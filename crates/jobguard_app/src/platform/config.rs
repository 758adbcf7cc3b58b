use std::fs;
use std::path::{Path, PathBuf};
use std::time::Duration;

use jobguard_core::limits::MAX_ANALYSIS_CHARS;
use jobguard_engine::{ApiFlavor, RelaySettings, DEFAULT_SERVER_URL};
use jobguard_logging::{guard_info, LogDestination};
use log::LevelFilter;
use serde::{Deserialize, Serialize};

use super::cli::Cli;

pub const DEFAULT_CONFIG_FILE: &str = "./jobguard.ron";

#[derive(Debug, Clone, Copy, PartialEq, Eq, Default, Serialize, Deserialize)]
pub enum LogLevel {
    Error,
    Warn,
    #[default]
    Info,
    Debug,
    Trace,
}

impl LogLevel {
    pub fn filter(self) -> LevelFilter {
        match self {
            LogLevel::Error => LevelFilter::Error,
            LogLevel::Warn => LevelFilter::Warn,
            LogLevel::Info => LevelFilter::Info,
            LogLevel::Debug => LevelFilter::Debug,
            LogLevel::Trace => LevelFilter::Trace,
        }
    }
}

#[derive(Debug, Clone, PartialEq, Eq, Serialize, Deserialize)]
#[serde(default)]
pub struct AppConfig {
    pub server_url: String,
    pub api: ApiFlavor,
    pub max_chars: usize,
    pub connect_timeout_secs: u64,
    /// `None` waits for the server however long it takes.
    pub request_timeout_secs: Option<u64>,
    pub log_destination: LogDestination,
    pub log_level: LogLevel,
}

impl Default for AppConfig {
    fn default() -> Self {
        Self {
            server_url: DEFAULT_SERVER_URL.to_string(),
            api: ApiFlavor::default(),
            max_chars: MAX_ANALYSIS_CHARS,
            connect_timeout_secs: 10,
            request_timeout_secs: None,
            log_destination: LogDestination::default(),
            log_level: LogLevel::default(),
        }
    }
}

#[derive(Debug, thiserror::Error)]
pub enum ConfigError {
    #[error("could not read config {path:?}: {source}")]
    Read {
        path: PathBuf,
        #[source]
        source: std::io::Error,
    },
    #[error("invalid config {path:?}: {source}")]
    Parse {
        path: PathBuf,
        #[source]
        source: ron::error::SpannedError,
    },
}

impl AppConfig {
    pub fn load(path: &Path) -> Result<Self, ConfigError> {
        let content = match fs::read_to_string(path) {
            Ok(text) => text,
            Err(err) if err.kind() == std::io::ErrorKind::NotFound => {
                return Ok(Self::default());
            }
            Err(source) => {
                return Err(ConfigError::Read {
                    path: path.to_path_buf(),
                    source,
                })
            }
        };

        let config = ron::from_str(&content).map_err(|source| ConfigError::Parse {
            path: path.to_path_buf(),
            source,
        })?;
        guard_info!("Loaded configuration from {:?}", path);
        Ok(config)
    }

    pub fn apply_cli(&mut self, cli: &Cli) {
        if let Some(server) = &cli.server {
            self.server_url = server.clone();
        }
        if cli.legacy_api {
            self.api = ApiFlavor::CheckJob;
        }
        if let Some(max_chars) = cli.max_chars {
            self.max_chars = max_chars;
        }
        if cli.verbose {
            self.log_level = LogLevel::Debug;
        }
    }

    pub fn relay_settings(&self) -> RelaySettings {
        RelaySettings {
            base_url: self.server_url.clone(),
            flavor: self.api,
            connect_timeout: Duration::from_secs(self.connect_timeout_secs),
            request_timeout: self.request_timeout_secs.map(Duration::from_secs),
        }
    }

    pub fn to_ron(&self) -> Result<String, ron::Error> {
        ron::ser::to_string_pretty(self, ron::ser::PrettyConfig::new())
    }
}

#[cfg(test)]
mod tests {
    use super::*;
    use clap::Parser;
    use pretty_assertions::assert_eq;

    #[test]
    fn missing_file_means_defaults() {
        let dir = tempfile::tempdir().unwrap();
        let config = AppConfig::load(&dir.path().join("absent.ron")).unwrap();
        assert_eq!(config, AppConfig::default());
    }

    #[test]
    fn partial_file_keeps_other_defaults() {
        let dir = tempfile::tempdir().unwrap();
        let path = dir.path().join("jobguard.ron");
        fs::write(
            &path,
            r#"(server_url: "http://10.0.0.5:5000", api: CheckJob, request_timeout_secs: Some(180))"#,
        )
        .unwrap();

        let config = AppConfig::load(&path).unwrap();
        assert_eq!(config.server_url, "http://10.0.0.5:5000");
        assert_eq!(config.api, ApiFlavor::CheckJob);
        assert_eq!(config.max_chars, MAX_ANALYSIS_CHARS);

        let settings = config.relay_settings();
        assert_eq!(settings.endpoint(), "http://10.0.0.5:5000/check_job");
        assert_eq!(settings.request_timeout, Some(Duration::from_secs(180)));
    }

    #[test]
    fn invalid_file_is_an_error() {
        let dir = tempfile::tempdir().unwrap();
        let path = dir.path().join("jobguard.ron");
        fs::write(&path, "(server_url: 42").unwrap();

        let err = AppConfig::load(&path).unwrap_err();
        assert!(matches!(err, ConfigError::Parse { .. }), "{err}");
    }

    #[test]
    fn printed_config_loads_back() {
        let dir = tempfile::tempdir().unwrap();
        let path = dir.path().join("jobguard.ron");
        let config = AppConfig {
            log_destination: LogDestination::Both,
            log_level: LogLevel::Warn,
            ..AppConfig::default()
        };
        fs::write(&path, config.to_ron().unwrap()).unwrap();

        assert_eq!(AppConfig::load(&path).unwrap(), config);
    }

    #[test]
    fn cli_flags_override_file_values() {
        let cli = Cli::try_parse_from([
            "jobguard",
            "--server",
            "http://analysis.local:8080/",
            "--legacy-api",
            "--max-chars",
            "1500",
            "config",
        ])
        .unwrap();
        let mut config = AppConfig::default();
        config.apply_cli(&cli);

        assert_eq!(config.max_chars, 1500);
        assert_eq!(
            config.relay_settings().endpoint(),
            "http://analysis.local:8080/check_job"
        );
    }
}
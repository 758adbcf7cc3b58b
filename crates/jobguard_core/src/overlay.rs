use std::collections::BTreeMap;

use crate::present::Panel;
use crate::RequestId;

/// Injection points; at most one of each is present at a time.
#[derive(Debug, Clone, Copy, PartialEq, Eq, PartialOrd, Ord, Hash)]
pub enum OverlayKind {
    Loading,
    Results,
    ManualInput,
    CardPanel,
}

impl OverlayKind {
    /// Stable element identifier of the overlay.
    pub fn element_id(self) -> &'static str {
        match self {
            OverlayKind::Loading => "jobguard-loading",
            OverlayKind::Results => "jobguard-results",
            OverlayKind::ManualInput => "jobguard-manual-input",
            OverlayKind::CardPanel => "jobguard-card-panel",
        }
    }
}

#[derive(Debug, Clone, PartialEq, Eq)]
pub struct Overlay {
    pub panel: Panel,
    /// Request whose response is expected to land in this overlay.
    pub owner: Option<RequestId>,
}

#[derive(Debug, Clone, PartialEq, Eq, Default)]
pub struct OverlaySlots {
    slots: BTreeMap<OverlayKind, Overlay>,
}

impl OverlaySlots {
    /// Replace whatever occupies `kind`.
    pub fn show(&mut self, kind: OverlayKind, panel: Panel, owner: Option<RequestId>) {
        self.slots.insert(kind, Overlay { panel, owner });
    }

    pub fn remove(&mut self, kind: OverlayKind) -> Option<Overlay> {
        self.slots.remove(&kind)
    }

    pub fn get(&self, kind: OverlayKind) -> Option<&Overlay> {
        self.slots.get(&kind)
    }

    /// True when `kind` is present and still waiting for `request_id`.
    pub fn is_owned_by(&self, kind: OverlayKind, request_id: RequestId) -> bool {
        self.slots
            .get(&kind)
            .is_some_and(|overlay| overlay.owner == Some(request_id))
    }

    pub fn kinds(&self) -> Vec<OverlayKind> {
        self.slots.keys().copied().collect()
    }
}
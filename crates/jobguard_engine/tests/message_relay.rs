use std::sync::{Arc, Mutex};
use std::time::Duration;

use jobguard_core::{
    AnalysisError, AnalysisOutcome, AnalysisRequest, AnalysisResult, FailureKind, Prediction,
};
use jobguard_engine::{
    json_to_outcome, outcome_to_json, Analyzer, MessageRelay, RelayEvent, RelayHandle,
    RelayMessage, RelayedAnalyzer,
};
use pretty_assertions::assert_eq;
use serde_json::json;

/// `(text, title, company, source)` as seen by the analyzer.
type Call = (String, String, String, String);

struct ScriptedAnalyzer {
    reply: AnalysisOutcome,
    calls: Mutex<Vec<Call>>,
}

impl ScriptedAnalyzer {
    fn new(reply: AnalysisOutcome) -> Self {
        Self {
            reply,
            calls: Mutex::new(Vec::new()),
        }
    }

    fn calls(&self) -> Vec<Call> {
        self.calls.lock().unwrap().clone()
    }
}

fn call(text: &str, title: &str, company: &str, source: &str) -> Call {
    (
        text.to_string(),
        title.to_string(),
        company.to_string(),
        source.to_string(),
    )
}

#[async_trait::async_trait]
impl Analyzer for ScriptedAnalyzer {
    async fn analyze(&self, text: &str, source: &str) -> AnalysisOutcome {
        self.analyze_job(text, "", "", source).await
    }

    async fn analyze_job(
        &self,
        text: &str,
        title: &str,
        company: &str,
        source: &str,
    ) -> AnalysisOutcome {
        self.calls
            .lock()
            .unwrap()
            .push(call(text, title, company, source));
        self.reply.clone()
    }
}

fn legit() -> AnalysisResult {
    AnalysisResult {
        prediction: Prediction::Real,
        confidence: 0.91,
        reasoning: "Established employer.".to_string(),
        red_flags: Vec::new(),
    }
}

#[tokio::test]
async fn analyze_job_message_is_answered_with_verdict_json() {
    let analyzer = Arc::new(ScriptedAnalyzer::new(Ok(legit())));
    let relay = MessageRelay::new(analyzer.clone());

    let reply = relay
        .handle(&json!({
            "action": "analyzeJob",
            "jobText": "JOB TITLE: Nurse",
            "jobTitle": "Nurse",
            "jobCompany": "General Hospital",
            "source": "indeed"
        }))
        .await;

    assert_eq!(
        reply,
        json!({
            "prediction": "real",
            "confidence": 0.91,
            "reasoning": "Established employer.",
            "red_flags": []
        })
    );
    assert_eq!(
        analyzer.calls(),
        vec![call("JOB TITLE: Nurse", "Nurse", "General Hospital", "indeed")]
    );
}

#[tokio::test]
async fn unknown_action_is_rejected_without_calling_the_service() {
    let analyzer = Arc::new(ScriptedAnalyzer::new(Ok(legit())));
    let relay = MessageRelay::new(analyzer.clone());

    let reply = relay.handle(&json!({"action": "ping"})).await;

    assert!(reply["error"].as_str().is_some());
    assert_eq!(reply["kind"], "invalid_input");
    assert!(analyzer.calls().is_empty());
}

#[tokio::test]
async fn blank_job_text_is_rejected() {
    let analyzer = Arc::new(ScriptedAnalyzer::new(Ok(legit())));
    let relay = MessageRelay::new(analyzer.clone());

    let reply = relay
        .handle(&json!({"action": "analyzeJob", "jobText": "   "}))
        .await;

    assert_eq!(reply["error"], "No job text provided");
    assert!(analyzer.calls().is_empty());
}

#[tokio::test]
async fn relayed_analyzer_is_transparent() {
    let failure = AnalysisError::new(FailureKind::HttpStatus(500), "Server error: 500");
    let analyzer = Arc::new(ScriptedAnalyzer::new(Err(failure.clone())));
    let relayed = RelayedAnalyzer::new(MessageRelay::new(analyzer.clone()));

    assert_eq!(relayed.analyze("text", "manual").await, Err(failure));

    let analyzer = Arc::new(ScriptedAnalyzer::new(Ok(legit())));
    let relayed = RelayedAnalyzer::new(MessageRelay::new(analyzer.clone()));

    assert_eq!(relayed.analyze("text", "").await, Ok(legit()));
    assert_eq!(analyzer.calls(), vec![call("text", "", "", "unknown")]);
}

#[tokio::test]
async fn relayed_message_carries_title_and_company() {
    let analyzer = Arc::new(ScriptedAnalyzer::new(Ok(legit())));
    let relayed = RelayedAnalyzer::new(MessageRelay::new(analyzer.clone()));

    let outcome = relayed
        .analyze_job("JOB TITLE: Nurse", "Nurse", "General Hospital", "indeed")
        .await;

    assert_eq!(outcome, Ok(legit()));
    assert_eq!(
        analyzer.calls(),
        vec![call("JOB TITLE: Nurse", "Nurse", "General Hospital", "indeed")]
    );
}

#[test]
fn worker_passes_request_fields_to_the_analyzer() {
    let analyzer = Arc::new(ScriptedAnalyzer::new(Ok(legit())));
    let handle = RelayHandle::new(Arc::new(RelayedAnalyzer::new(MessageRelay::new(
        analyzer.clone(),
    ))));

    handle.submit(AnalysisRequest {
        request_id: 3,
        text: "JOB TITLE: Courier".to_string(),
        title: "Courier".to_string(),
        company: "Speedy Parcels".to_string(),
        source: "listing_card".to_string(),
    });
    let event = handle
        .recv_timeout(Duration::from_secs(10))
        .expect("completion event");

    assert_eq!(
        event,
        RelayEvent::Completed {
            request_id: 3,
            result: Ok(legit()),
        }
    );
    assert_eq!(
        analyzer.calls(),
        vec![call("JOB TITLE: Courier", "Courier", "Speedy Parcels", "listing_card")]
    );
}

#[test]
fn message_uses_camel_case_fields() {
    let message = RelayMessage::AnalyzeJob {
        job_text: "t".to_string(),
        job_title: "Clerk".to_string(),
        job_company: "Initech".to_string(),
        source: "linkedin".to_string(),
    };
    assert_eq!(
        serde_json::to_value(&message).unwrap(),
        json!({
            "action": "analyzeJob",
            "jobText": "t",
            "jobTitle": "Clerk",
            "jobCompany": "Initech",
            "source": "linkedin"
        })
    );
}

#[test]
fn error_replies_keep_their_kind() {
    let transport = AnalysisError::new(FailureKind::Transport, "Could not reach the analysis server");
    assert_eq!(json_to_outcome(&outcome_to_json(&Err(transport.clone()))), Err(transport));

    let bare = json_to_outcome(&json!({"error": "boom"}));
    assert_eq!(bare, Err(AnalysisError::new(FailureKind::Service, "boom")));
}
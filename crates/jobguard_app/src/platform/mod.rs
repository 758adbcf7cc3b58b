//! Command-line host: stands in for the browser runtime around the core.
mod app;
mod cli;
mod config;
mod effects;
mod render;
mod snapshot;

pub use app::run_app;
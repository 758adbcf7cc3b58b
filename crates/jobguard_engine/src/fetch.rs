//! Live page retrieval for `jobguard page <url>`.
//!
//! Job boards serve stripped-down or bot-check pages to clients that do not
//! look like a browser, so requests carry browser-like identity headers.

use std::time::Duration;

use futures_util::StreamExt;
use jobguard_logging::{guard_debug, guard_info};
use reqwest::header::{HeaderMap, HeaderValue, ACCEPT, ACCEPT_LANGUAGE, CONTENT_TYPE};
use reqwest::redirect::Policy;

use crate::{FetchError, FetchFailure, FetchMetadata, FetchOutput};

pub const BROWSER_USER_AGENT: &str = "Mozilla/5.0 (Windows NT 10.0; Win64; x64) \
     AppleWebKit/537.36 (KHTML, like Gecko) Chrome/126.0 Safari/537.36";
const ACCEPT_HTML: &str = "text/html,application/xhtml+xml,application/xml;q=0.9,*/*;q=0.8";
const ACCEPT_ENGLISH: &str = "en-US,en;q=0.9";

const HTML_TYPES: &[&str] = &["text/html", "application/xhtml+xml"];

#[derive(Debug, Clone)]
pub struct FetchSettings {
    pub connect_timeout: Duration,
    pub request_timeout: Duration,
    pub max_redirects: usize,
    pub max_bytes: u64,
    pub user_agent: String,
}

impl Default for FetchSettings {
    fn default() -> Self {
        Self {
            connect_timeout: Duration::from_secs(10),
            request_timeout: Duration::from_secs(30),
            max_redirects: 5,
            max_bytes: 5 * 1024 * 1024,
            user_agent: BROWSER_USER_AGENT.to_string(),
        }
    }
}

/// Retrieves a live page so it can be classified like a saved snapshot.
#[async_trait::async_trait]
pub trait Fetcher: Send + Sync {
    async fn fetch(&self, url: &str) -> Result<FetchOutput, FetchError>;
}

#[derive(Debug, Clone, Default)]
pub struct SnapshotFetcher {
    settings: FetchSettings,
}

impl SnapshotFetcher {
    pub fn new(settings: FetchSettings) -> Self {
        Self { settings }
    }

    fn client(&self) -> Result<reqwest::Client, FetchError> {
        let mut headers = HeaderMap::new();
        headers.insert(ACCEPT, HeaderValue::from_static(ACCEPT_HTML));
        headers.insert(ACCEPT_LANGUAGE, HeaderValue::from_static(ACCEPT_ENGLISH));

        reqwest::Client::builder()
            .user_agent(self.settings.user_agent.as_str())
            .default_headers(headers)
            .connect_timeout(self.settings.connect_timeout)
            .timeout(self.settings.request_timeout)
            .redirect(Policy::limited(self.settings.max_redirects))
            .build()
            .map_err(|err| FetchError::new(FetchFailure::Network, err.to_string()))
    }
}

#[async_trait::async_trait]
impl Fetcher for SnapshotFetcher {
    async fn fetch(&self, url: &str) -> Result<FetchOutput, FetchError> {
        let url = reqwest::Url::parse(url)
            .map_err(|err| FetchError::new(FetchFailure::InvalidUrl, err.to_string()))?;
        guard_info!("Fetching {}", url);

        let response = self.client()?.get(url).send().await.map_err(classify)?;
        let content_type = html_content_type(&response)?;
        let final_url = response.url().to_string();
        let bytes = read_capped(response, self.settings.max_bytes).await?;
        guard_debug!("Fetched {} bytes from {}", bytes.len(), final_url);

        Ok(FetchOutput {
            metadata: FetchMetadata {
                final_url,
                content_type,
                byte_len: bytes.len() as u64,
            },
            bytes,
        })
    }
}

/// Accepts a successful response that is HTML or does not say what it is.
fn html_content_type(response: &reqwest::Response) -> Result<Option<String>, FetchError> {
    let status = response.status();
    if !status.is_success() {
        return Err(FetchError::new(
            FetchFailure::HttpStatus(status.as_u16()),
            status.to_string(),
        ));
    }
    let content_type = response
        .headers()
        .get(CONTENT_TYPE)
        .and_then(|value| value.to_str().ok())
        .map(str::to_string);
    match content_type.as_deref() {
        Some(declared) if !is_html(declared) => Err(FetchError::new(
            FetchFailure::UnsupportedContentType {
                content_type: declared.to_string(),
            },
            "unsupported content type",
        )),
        _ => Ok(content_type),
    }
}

fn is_html(content_type: &str) -> bool {
    let essence = content_type.split(';').next().unwrap_or(content_type).trim();
    HTML_TYPES
        .iter()
        .any(|html| html.eq_ignore_ascii_case(essence))
}

async fn read_capped(response: reqwest::Response, max_bytes: u64) -> Result<Vec<u8>, FetchError> {
    let too_large = |actual: u64| {
        FetchError::new(
            FetchFailure::TooLarge {
                max_bytes,
                actual: Some(actual),
            },
            "page too large",
        )
    };
    if let Some(declared) = response.content_length().filter(|len| *len > max_bytes) {
        return Err(too_large(declared));
    }

    let mut body = Vec::new();
    let mut stream = response.bytes_stream();
    while let Some(chunk) = stream.next().await {
        let chunk = chunk.map_err(classify)?;
        let len = (body.len() + chunk.len()) as u64;
        if len > max_bytes {
            return Err(too_large(len));
        }
        body.extend_from_slice(&chunk);
    }
    Ok(body)
}

fn classify(err: reqwest::Error) -> FetchError {
    let kind = if err.is_timeout() {
        FetchFailure::Timeout
    } else if err.is_redirect() {
        FetchFailure::RedirectLimitExceeded
    } else {
        FetchFailure::Network
    };
    FetchError::new(kind, err.to_string())
}

#[cfg(test)]
mod tests {
    use super::is_html;

    #[test]
    fn html_types_ignore_parameters_and_case() {
        assert!(is_html("text/html; charset=utf-8"));
        assert!(is_html("Application/XHTML+XML"));
        assert!(!is_html("application/json"));
    }
}
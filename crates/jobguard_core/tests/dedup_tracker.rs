use jobguard_core::DedupTracker;

#[test]
fn marked_url_is_not_analyzed_again() {
    let mut tracker = DedupTracker::new();
    let url = "https://www.linkedin.com/jobs/view/3812345678/";

    assert!(tracker.should_analyze(url));
    tracker.mark_done(url);
    assert!(!tracker.should_analyze(url));
    assert!(tracker.should_analyze("https://www.linkedin.com/jobs/view/3899999999/"));
    assert!(tracker.should_analyze("https://www.indeed.com/viewjob?jk=abc"));
    assert_eq!(tracker.len(), 1);
}

#[test]
fn marking_twice_keeps_one_entry() {
    let mut tracker = DedupTracker::new();
    tracker.mark_done("https://example.com/job/1");
    tracker.mark_done("https://example.com/job/1#details");
    assert_eq!(tracker.len(), 1);
}

#[test]
fn clear_forgets_everything() {
    let mut tracker = DedupTracker::new();
    tracker.mark_done("https://example.com/job/1");
    tracker.clear();
    assert!(tracker.is_empty());
    assert!(tracker.should_analyze("https://example.com/job/1"));
}
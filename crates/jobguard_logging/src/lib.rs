#![deny(missing_docs)]
//! Shared logging utilities for the jobguard workspace.
//!
//! This crate provides the `guard_*` logging macros used across the codebase,
//! the logger setup used by the command-line host and a minimal test
//! initializer for the global logger.

use std::fs::File;
use std::path::{Path, PathBuf};

use log::LevelFilter;
use serde::{Deserialize, Serialize};
use simplelog::{
    ColorChoice, CombinedLogger, Config, ConfigBuilder, SharedLogger, TermLogger, TerminalMode,
    WriteLogger,
};

/// Default log file, relative to the current working directory.
pub const DEFAULT_LOG_FILE: &str = "./jobguard.log";

/// Logs a trace-level message using the global logging facade.
#[macro_export]
macro_rules! guard_trace {
    ($($arg:tt)*) => {{
        log::trace!($($arg)*);
    }};
}

/// Logs a debug-level message using the global logging facade.
#[macro_export]
macro_rules! guard_debug {
    ($($arg:tt)*) => {{
        log::debug!($($arg)*);
    }};
}

/// Logs an info-level message using the global logging facade.
#[macro_export]
macro_rules! guard_info {
    ($($arg:tt)*) => {{
        log::info!($($arg)*);
    }};
}

/// Logs a warn-level message using the global logging facade.
#[macro_export]
macro_rules! guard_warn {
    ($($arg:tt)*) => {{
        log::warn!($($arg)*);
    }};
}

/// Logs an error-level message using the global logging facade.
#[macro_export]
macro_rules! guard_error {
    ($($arg:tt)*) => {{
        log::error!($($arg)*);
    }};
}

/// Destination for log output.
#[derive(Debug, Clone, Copy, PartialEq, Eq, Default, Serialize, Deserialize)]
pub enum LogDestination {
    /// Write to the log file only.
    File,
    /// Write to the terminal (stderr for warnings and errors).
    #[default]
    Terminal,
    /// Write to both file and terminal.
    Both,
    /// Do not install a logger.
    Off,
}

/// Initialize the global logger.
///
/// `log_file` is only used for [`LogDestination::File`] and
/// [`LogDestination::Both`]; `None` means [`DEFAULT_LOG_FILE`]. A second call
/// is a no-op because the global logger can only be set once.
pub fn initialize(destination: LogDestination, level: LevelFilter, log_file: Option<&Path>) {
    let config = build_config();
    let path = log_file
        .map(Path::to_path_buf)
        .unwrap_or_else(|| PathBuf::from(DEFAULT_LOG_FILE));

    let loggers: Vec<Box<dyn SharedLogger>> = match destination {
        LogDestination::Off => return,
        LogDestination::File => match create_file_logger(level, config, &path) {
            Some(file_logger) => vec![file_logger],
            None => return,
        },
        LogDestination::Terminal => vec![TermLogger::new(
            level,
            config,
            TerminalMode::Stderr,
            ColorChoice::Auto,
        )],
        LogDestination::Both => {
            let mut loggers: Vec<Box<dyn SharedLogger>> = vec![TermLogger::new(
                level,
                config.clone(),
                TerminalMode::Stderr,
                ColorChoice::Auto,
            )];
            if let Some(file_logger) = create_file_logger(level, config, &path) {
                loggers.push(file_logger);
            }
            loggers
        }
    };

    let _ = CombinedLogger::init(loggers);
}

/// Initializes a simple terminal logger for use in unit tests.
///
/// This safely no-ops if another logger has already been initialized.
pub fn initialize_for_tests() {
    let level = if cfg!(debug_assertions) {
        LevelFilter::Debug
    } else {
        LevelFilter::Info
    };

    let _ = CombinedLogger::init(vec![TermLogger::new(
        level,
        Config::default(),
        TerminalMode::Mixed,
        ColorChoice::Auto,
    )]);
}

fn build_config() -> Config {
    ConfigBuilder::new()
        .set_time_format_rfc3339()
        .set_target_level(LevelFilter::Error)
        .build()
}

fn create_file_logger(
    level: LevelFilter,
    config: Config,
    path: &Path,
) -> Option<Box<WriteLogger<File>>> {
    match File::create(path) {
        Ok(file) => Some(WriteLogger::new(level, config, file)),
        Err(err) => {
            eprintln!("Warning: could not create log file at {:?}: {}", path, err);
            None
        }
    }
}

::::

_DIRECTIONS_
Could you give the number of lines in the data above that contain the string "body", with no other words?

_OUTPUT_
4